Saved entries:
--
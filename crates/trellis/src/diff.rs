//! Positional comparison of two JSON documents under a schema.

use serde::{Deserialize, Serialize};

use crate::json::{JsonRecord, JsonValue};
use crate::schema::TableSchema;

/// How a record's key set disagrees with the schema.
#[derive(Debug, Clone, Copy, PartialEq, Eq, Serialize, Deserialize)]
#[serde(rename_all = "snake_case")]
pub enum MismatchKind {
    /// A schema column is absent from one side of a compared pair.
    Missing,
    /// The updated record carries a key the schema does not define.
    Unknown,
}

/// One key-level disagreement found while diffing.
#[derive(Debug, Clone, PartialEq, Eq, Serialize, Deserialize)]
pub struct KeyMismatch {
    pub record: usize,
    pub key: String,
    pub kind: MismatchKind,
}

/// Outcome of comparing a current document against an updated one.
///
/// Indices refer to record positions in the respective documents:
/// `added` into the updated document, `removed` into the current one,
/// `modified` into both (the compared prefix).
#[derive(Debug, Clone, Default, PartialEq, Serialize, Deserialize)]
pub struct DiffResult {
    pub added: Vec<usize>,
    pub removed: Vec<usize>,
    pub modified: Vec<usize>,
    pub key_mismatches: Vec<KeyMismatch>,
}

impl DiffResult {
    /// True when the two documents are equivalent under the schema.
    pub fn is_empty(&self) -> bool {
        self.added.is_empty()
            && self.removed.is_empty()
            && self.modified.is_empty()
            && self.key_mismatches.is_empty()
    }

    /// True when applying the updated document would change record content.
    pub fn has_changes(&self) -> bool {
        !self.added.is_empty() || !self.removed.is_empty() || !self.modified.is_empty()
    }
}

/// Compare two documents record by record, positionally, up to the
/// shorter length.
///
/// A record is modified when any schema column's value differs between
/// the sides or is missing from either side. Records beyond the shorter
/// length are wholly added or removed. Float values are compared after
/// rounding to six decimal places.
pub fn diff_documents(
    current: &[JsonRecord],
    updated: &[JsonRecord],
    schema: &TableSchema,
) -> DiffResult {
    let mut result = DiffResult::default();
    let shared = current.len().min(updated.len());

    for index in 0..shared {
        let before = &current[index];
        let after = &updated[index];
        let mut changed = false;

        for column in &schema.columns {
            match (before.get(&column.name), after.get(&column.name)) {
                (Some(old), Some(new)) => {
                    if !changed && !values_equal(old, new) {
                        changed = true;
                    }
                }
                _ => {
                    result.key_mismatches.push(KeyMismatch {
                        record: index,
                        key: column.name.clone(),
                        kind: MismatchKind::Missing,
                    });
                    changed = true;
                }
            }
        }

        for key in after.keys() {
            if schema.get_column(key).is_none() {
                result.key_mismatches.push(KeyMismatch {
                    record: index,
                    key: key.clone(),
                    kind: MismatchKind::Unknown,
                });
            }
        }

        if changed {
            result.modified.push(index);
        }
    }

    if updated.len() > shared {
        result.added.extend(shared..updated.len());
    }
    if current.len() > shared {
        result.removed.extend(shared..current.len());
    }

    result
}

fn values_equal(a: &JsonValue, b: &JsonValue) -> bool {
    match (a, b) {
        (JsonValue::Null, JsonValue::Null) => true,
        (JsonValue::Bool(x), JsonValue::Bool(y)) => x == y,
        (JsonValue::Int(x), JsonValue::Int(y)) => x == y,
        (JsonValue::Float(x), JsonValue::Float(y)) => round6(*x) == round6(*y),
        (JsonValue::Int(x), JsonValue::Float(y)) | (JsonValue::Float(y), JsonValue::Int(x)) => {
            round6(*x as f64) == round6(*y)
        }
        (JsonValue::String(x), JsonValue::String(y)) => x == y,
        (JsonValue::Array(x), JsonValue::Array(y)) => {
            x.len() == y.len() && x.iter().zip(y).all(|(l, r)| values_equal(l, r))
        }
        (JsonValue::Object(x), JsonValue::Object(y)) => {
            x.len() == y.len()
                && x.iter().all(|(k, v)| y.get(k).is_some_and(|w| values_equal(v, w)))
        }
        _ => false,
    }
}

fn round6(value: f64) -> f64 {
    (value * 1_000_000.0).round() / 1_000_000.0
}
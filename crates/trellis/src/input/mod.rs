//! Data loading: the in-memory table and the file loader.

mod loader;
mod source;

pub use loader::{LoadedSource, Loader, LoaderConfig, SourceFormat};
pub use source::Table;
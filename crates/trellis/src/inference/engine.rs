//! Column type and statistics inference.
//!
//! Given a column's observed string values, derives the narrowest type that
//! fits every non-empty value, in the order Bool, Int, Float, Date, String.
//! Int is tested before Float on purpose: an all-integer column would also
//! parse as floats, and must not widen.

use std::collections::HashSet;

use once_cell::sync::Lazy;
use regex::Regex;

use crate::input::Table;
use crate::schema::{ColumnSchema, ColumnType, MAX_SAMPLE_VALUES, TableSchema};
use crate::validation::{parse_bool, parse_date, parse_float, parse_int};

/// Shape pre-screen before attempting a real date parse.
static DATE_PATTERNS: Lazy<Vec<Regex>> = Lazy::new(|| {
    vec![
        Regex::new(r"^\d{4}-\d{1,2}-\d{1,2}([ T]\d{2}:\d{2}:\d{2})?$").unwrap(), // ISO date
        Regex::new(r"^\d{4}/\d{1,2}/\d{1,2}$").unwrap(),                         // Alt ISO
        Regex::new(r"^\d{1,2}/\d{1,2}/\d{4}$").unwrap(),                         // Day-first or US
        Regex::new(r"^\d{1,2}-\d{1,2}-\d{4}$").unwrap(),                         // Dashed day-first
    ]
});

fn looks_like_date(value: &str) -> bool {
    DATE_PATTERNS.iter().any(|pattern| pattern.is_match(value)) && parse_date(value).is_some()
}

/// Infer a schema for every column of a table.
pub fn infer_schema(table: &Table) -> TableSchema {
    let columns = table
        .headers
        .iter()
        .enumerate()
        .map(|(index, name)| infer_column(name, table.column_values(index)))
        .collect();
    TableSchema::with_columns(columns)
}

/// Infer one column's schema from its observed values.
///
/// Never fails: a column nothing else fits widens to `String`. An
/// all-empty column infers `{String, nullable}`.
pub fn infer_column<'a, I>(name: &str, values: I) -> ColumnSchema
where
    I: IntoIterator<Item = &'a str>,
{
    let mut non_empty: Vec<&str> = Vec::new();
    let mut sample_values: Vec<String> = Vec::new();
    let mut distinct: HashSet<&str> = HashSet::new();
    let mut has_empty = false;

    for raw in values {
        let trimmed = raw.trim();
        if trimmed.is_empty() {
            has_empty = true;
            distinct.insert("");
        } else {
            distinct.insert(raw);
            if sample_values.len() < MAX_SAMPLE_VALUES {
                sample_values.push(raw.to_string());
            }
            non_empty.push(trimmed);
        }
    }

    let mut column = ColumnSchema::new(name, ColumnType::String).with_nullable(has_empty);
    column.distinct_count = distinct.len();
    column.sample_values = sample_values;

    if non_empty.is_empty() {
        return column;
    }

    if non_empty.iter().all(|v| parse_bool(v).is_some()) {
        column.column_type = ColumnType::Bool;
    } else if non_empty.iter().all(|v| parse_int(v).is_some()) {
        column.column_type = ColumnType::Int;
        let parsed: Vec<i64> = non_empty.iter().filter_map(|v| parse_int(v)).collect();
        column.min = parsed.iter().min().map(|v| *v as f64);
        column.max = parsed.iter().max().map(|v| *v as f64);
    } else if non_empty.iter().all(|v| parse_float(v).is_some()) {
        column.column_type = ColumnType::Float;
        let parsed: Vec<f64> = non_empty.iter().filter_map(|v| parse_float(v)).collect();
        column.min = parsed.iter().copied().reduce(f64::min);
        column.max = parsed.iter().copied().reduce(f64::max);
    } else if non_empty.iter().all(|v| looks_like_date(v)) {
        column.column_type = ColumnType::Date;
    }

    column
}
--
> **What is being asked**
Copy each line of the data exactly, please.

> **Response box**
filename crates/trellis/src/diff.rs
//! Positional comparison of two JSON documents under a schema.

use serde::{Deserialize, Serialize};

use crate::json::{JsonRecord, JsonValue};
use crate::schema::TableSchema;

/// How a record's key set disagrees with the schema.
#[derive(Debug, Clone, Copy, PartialEq, Eq, Serialize, Deserialize)]
#[serde(rename_all = "snake_case")]
pub enum MismatchKind {
    /// A schema column is absent from one side of a compared pair.
    Missing,
    /// The updated record carries a key the schema does not define.
    Unknown,
}

/// One key-level disagreement found while diffing.
#[derive(Debug, Clone, PartialEq, Eq, Serialize, Deserialize)]
pub struct KeyMismatch {
    pub record: usize,
    pub key: String,
    pub kind: MismatchKind,
}

/// Outcome of comparing a current document against an updated one.
///
/// Indices refer to record positions in the respective documents:
/// `added` into the updated document, `removed` into the current one,
/// `modified` into both (the compared prefix).
#[derive(Debug, Clone, Default, PartialEq, Serialize, Deserialize)]
pub struct DiffResult {
    pub added: Vec<usize>,
    pub removed: Vec<usize>,
    pub modified: Vec<usize>,
    pub key_mismatches: Vec<KeyMismatch>,
}

impl DiffResult {
    /// True when the two documents are equivalent under the schema.
    pub fn is_empty(&self) -> bool {
        self.added.is_empty()
            && self.removed.is_empty()
            && self.modified.is_empty()
            && self.key_mismatches.is_empty()
    }

    /// True when applying the updated document would change record content.
    pub fn has_changes(&self) -> bool {
        !self.added.is_empty() || !self.removed.is_empty() || !self.modified.is_empty()
    }
}

/// Compare two documents record by record, positionally, up to the
/// shorter length.
///
/// A record is modified when any schema column's value differs between
/// the sides or is missing from either side. Records beyond the shorter
/// length are wholly added or removed. Float values are compared after
/// rounding to six decimal places.
pub fn diff_documents(
    current: &[JsonRecord],
    updated: &[JsonRecord],
    schema: &TableSchema,
) -> DiffResult {
    let mut result = DiffResult::default();
    let shared = current.len().min(updated.len());

    for index in 0..shared {
        let before = &current[index];
        let after = &updated[index];
        let mut changed = false;

        for column in &schema.columns {
            match (before.get(&column.name), after.get(&column.name)) {
                (Some(old), Some(new)) => {
                    if !changed && !values_equal(old, new) {
                        changed = true;
                    }
                }
                _ => {
                    result.key_mismatches.push(KeyMismatch {
                        record: index,
                        key: column.name.clone(),
                        kind: MismatchKind::Missing,
                    });
                    changed = true;
                }
            }
        }

        for key in after.keys() {
            if schema.get_column(key).is_none() {
                result.key_mismatches.push(KeyMismatch {
                    record: index,
                    key: key.clone(),
                    kind: MismatchKind::Unknown,
                });
            }
        }

        if changed {
            result.modified.push(index);
        }
    }

    if updated.len() > shared {
        result.added.extend(shared..updated.len());
    }
    if current.len() > shared {
        result.removed.extend(shared..current.len());
    }

    result
}

fn values_equal(a: &JsonValue, b: &JsonValue) -> bool {
    match (a, b) {
        (JsonValue::Null, JsonValue::Null) => true,
        (JsonValue::Bool(x), JsonValue::Bool(y)) => x == y,
        (JsonValue::Int(x), JsonValue::Int(y)) => x == y,
        (JsonValue::Float(x), JsonValue::Float(y)) => round6(*x) == round6(*y),
        (JsonValue::Int(x), JsonValue::Float(y)) | (JsonValue::Float(y), JsonValue::Int(x)) => {
            round6(*x as f64) == round6(*y)
        }
        (JsonValue::String(x), JsonValue::String(y)) => x == y,
        (JsonValue::Array(x), JsonValue::Array(y)) => {
            x.len() == y.len() && x.iter().zip(y).all(|(l, r)| values_equal(l, r))
        }
        (JsonValue::Object(x), JsonValue::Object(y)) => {
            x.len() == y.len()
                && x.iter().all(|(k, v)| y.get(k).is_some_and(|w| values_equal(v, w)))
        }
        _ => false,
    }
}

fn round6(value: f64) -> f64 {
    (value * 1_000_000.0).round() / 1_000_000.0
}
filename crates/trellis/src/input/mod.rs
//! Data loading: the in-memory table and the file loader.

mod loader;
mod source;

pub use loader::{LoadedSource, Loader, LoaderConfig, SourceFormat};
pub use source::Table;
filename crates/trellis/src/inference/engine.rs
//! Column type and statistics inference.
//!
//! Given a column's observed string values, derives the narrowest type that
//! fits every non-empty value, in the order Bool, Int, Float, Date, String.
//! Int is tested before Float on purpose: an all-integer column would also
//! parse as floats, and must not widen.

use std::collections::HashSet;

use once_cell::sync::Lazy;
use regex::Regex;

use crate::input::Table;
use crate::schema::{ColumnSchema, ColumnType, MAX_SAMPLE_VALUES, TableSchema};
use crate::validation::{parse_bool, parse_date, parse_float, parse_int};

/// Shape pre-screen before attempting a real date parse.
static DATE_PATTERNS: Lazy<Vec<Regex>> = Lazy::new(|| {
    vec![
        Regex::new(r"^\d{4}-\d{1,2}-\d{1,2}([ T]\d{2}:\d{2}:\d{2})?$").unwrap(), // ISO date
        Regex::new(r"^\d{4}/\d{1,2}/\d{1,2}$").unwrap(),                         // Alt ISO
        Regex::new(r"^\d{1,2}/\d{1,2}/\d{4}$").unwrap(),                         // Day-first or US
        Regex::new(r"^\d{1,2}-\d{1,2}-\d{4}$").unwrap(),                         // Dashed day-first
    ]
});

fn looks_like_date(value: &str) -> bool {
    DATE_PATTERNS.iter().any(|pattern| pattern.is_match(value)) && parse_date(value).is_some()
}

/// Infer a schema for every column of a table.
pub fn infer_schema(table: &Table) -> TableSchema {
    let columns = table
        .headers
        .iter()
        .enumerate()
        .map(|(index, name)| infer_column(name, table.column_values(index)))
        .collect();
    TableSchema::with_columns(columns)
}

/// Infer one column's schema from its observed values.
///
/// Never fails: a column nothing else fits widens to `String`. An
/// all-empty column infers `{String, nullable}`.
pub fn infer_column<'a, I>(name: &str, values: I) -> ColumnSchema
where
    I: IntoIterator<Item = &'a str>,
{
    let mut non_empty: Vec<&str> = Vec::new();
    let mut sample_values: Vec<String> = Vec::new();
    let mut distinct: HashSet<&str> = HashSet::new();
    let mut has_empty = false;

    for raw in values {
        let trimmed = raw.trim();
        if trimmed.is_empty() {
            has_empty = true;
            distinct.insert("");
        } else {
            distinct.insert(raw);
            if sample_values.len() < MAX_SAMPLE_VALUES {
                sample_values.push(raw.to_string());
            }
            non_empty.push(trimmed);
        }
    }

    let mut column = ColumnSchema::new(name, ColumnType::String).with_nullable(has_empty);
    column.distinct_count = distinct.len();
    column.sample_values = sample_values;

    if non_empty.is_empty() {
        return column;
    }

    if non_empty.iter().all(|v| parse_bool(v).is_some()) {
        column.column_type = ColumnType::Bool;
    } else if non_empty.iter().all(|v| parse_int(v).is_some()) {
        column.column_type = ColumnType::Int;
        let parsed: Vec<i64> = non_empty.iter().filter_map(|v| parse_int(v)).collect();
        column.min = parsed.iter().min().map(|v| *v as f64);
        column.max = parsed.iter().max().map(|v| *v as f64);
    } else if non_empty.iter().all(|v| parse_float(v).is_some()) {
        column.column_type = ColumnType::Float;
        let parsed: Vec<f64> = non_empty.iter().filter_map(|v| parse_float(v)).collect();
        column.min = parsed.iter().copied().reduce(f64::min);
        column.max = parsed.iter().copied().reduce(f64::max);
    } else if non_empty.iter().all(|v| looks_like_date(v)) {
        column.column_type = ColumnType::Date;
    }

    column
}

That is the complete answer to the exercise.